■ STORED DATA
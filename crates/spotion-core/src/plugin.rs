// Copyright (c) 2025 SOLARE S.R.O.
//
// This file is part of SpotION.
//
// Licensed under the Creative Commons Attribution-NonCommercial-NoDerivatives 4.0 International
// (CC BY-NC-ND 4.0). You may use and share this file for non-commercial purposes only and you may not
// create derivatives. See <https://creativecommons.org/licenses/by-nc-nd/4.0/>.
//
// This software is provided "AS IS", without warranty of any kind.
//
// For commercial licensing, please contact: info@solare.cz

//! Core plugin wiring

use bevy_app::{App, Plugin, Startup, Update};
use bevy_ecs::prelude::*;

use crate::async_systems;
use crate::messages::{
    DeviceAssociated, NewPricesAvailable, PeriodChanged, PricesChanged, ScheduleChanged,
};
use crate::schedules;
use crate::sync::{self, PriceSync, SyncPollTicker};

/// Registers the scheduling engine
///
/// The embedding binary inserts the configured [`crate::resources::SchedulerConfig`],
/// [`crate::resources::PriceStoreResource`], [`crate::resources::StateStoreResource`],
/// [`crate::resources::PriceProviderResource`] and
/// [`crate::resources::DeviceSinkRegistry`] before adding this plugin.
pub struct SpotionCorePlugin;

impl Plugin for SpotionCorePlugin {
    fn build(&self, app: &mut App) {
        app.init_resource::<PriceSync>()
            .init_resource::<SyncPollTicker>()
            .add_message::<PricesChanged>()
            .add_message::<NewPricesAvailable>()
            .add_message::<ScheduleChanged>()
            .add_message::<PeriodChanged>()
            .add_message::<DeviceAssociated>()
            .add_systems(
                Startup,
                (
                    async_systems::setup_price_fetch_channel,
                    schedules::initialize_schedules_system,
                )
                    .chain(),
            )
            .add_systems(
                Update,
                (
                    sync::price_sync_system,
                    async_systems::poll_price_fetch_results,
                    schedules::periodic_schedule_system,
                    schedules::fixed_schedule_system,
                    schedules::auto_plan_system,
                    schedules::log_price_notifications_system,
                ),
            );
    }
}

■ WHAT THIS TASK INVOLVES
Your task is to reproduce the whole listing exactly.

■ ANSWER TO THIS EXERCISE
filename crates/spotion-core/src/plugin.rs
// Copyright (c) 2025 SOLARE S.R.O.
//
// This file is part of SpotION.
//
// Licensed under the Creative Commons Attribution-NonCommercial-NoDerivatives 4.0 International
// (CC BY-NC-ND 4.0). You may use and share this file for non-commercial purposes only and you may not
// create derivatives. See <https://creativecommons.org/licenses/by-nc-nd/4.0/>.
//
// This software is provided "AS IS", without warranty of any kind.
//
// For commercial licensing, please contact: info@solare.cz

//! Core plugin wiring

use bevy_app::{App, Plugin, Startup, Update};
use bevy_ecs::prelude::*;

use crate::async_systems;
use crate::messages::{
    DeviceAssociated, NewPricesAvailable, PeriodChanged, PricesChanged, ScheduleChanged,
};
use crate::schedules;
use crate::sync::{self, PriceSync, SyncPollTicker};

/// Registers the scheduling engine
///
/// The embedding binary inserts the configured [`crate::resources::SchedulerConfig`],
/// [`crate::resources::PriceStoreResource`], [`crate::resources::StateStoreResource`],
/// [`crate::resources::PriceProviderResource`] and
/// [`crate::resources::DeviceSinkRegistry`] before adding this plugin.
pub struct SpotionCorePlugin;

impl Plugin for SpotionCorePlugin {
    fn build(&self, app: &mut App) {
        app.init_resource::<PriceSync>()
            .init_resource::<SyncPollTicker>()
            .add_message::<PricesChanged>()
            .add_message::<NewPricesAvailable>()
            .add_message::<ScheduleChanged>()
            .add_message::<PeriodChanged>()
            .add_message::<DeviceAssociated>()
            .add_systems(
                Startup,
                (
                    async_systems::setup_price_fetch_channel,
                    schedules::initialize_schedules_system,
                )
                    .chain(),
            )
            .add_systems(
                Update,
                (
                    sync::price_sync_system,
                    async_systems::poll_price_fetch_results,
                    schedules::periodic_schedule_system,
                    schedules::fixed_schedule_system,
                    schedules::auto_plan_system,
                    schedules::log_price_notifications_system,
                ),
            );
    }
}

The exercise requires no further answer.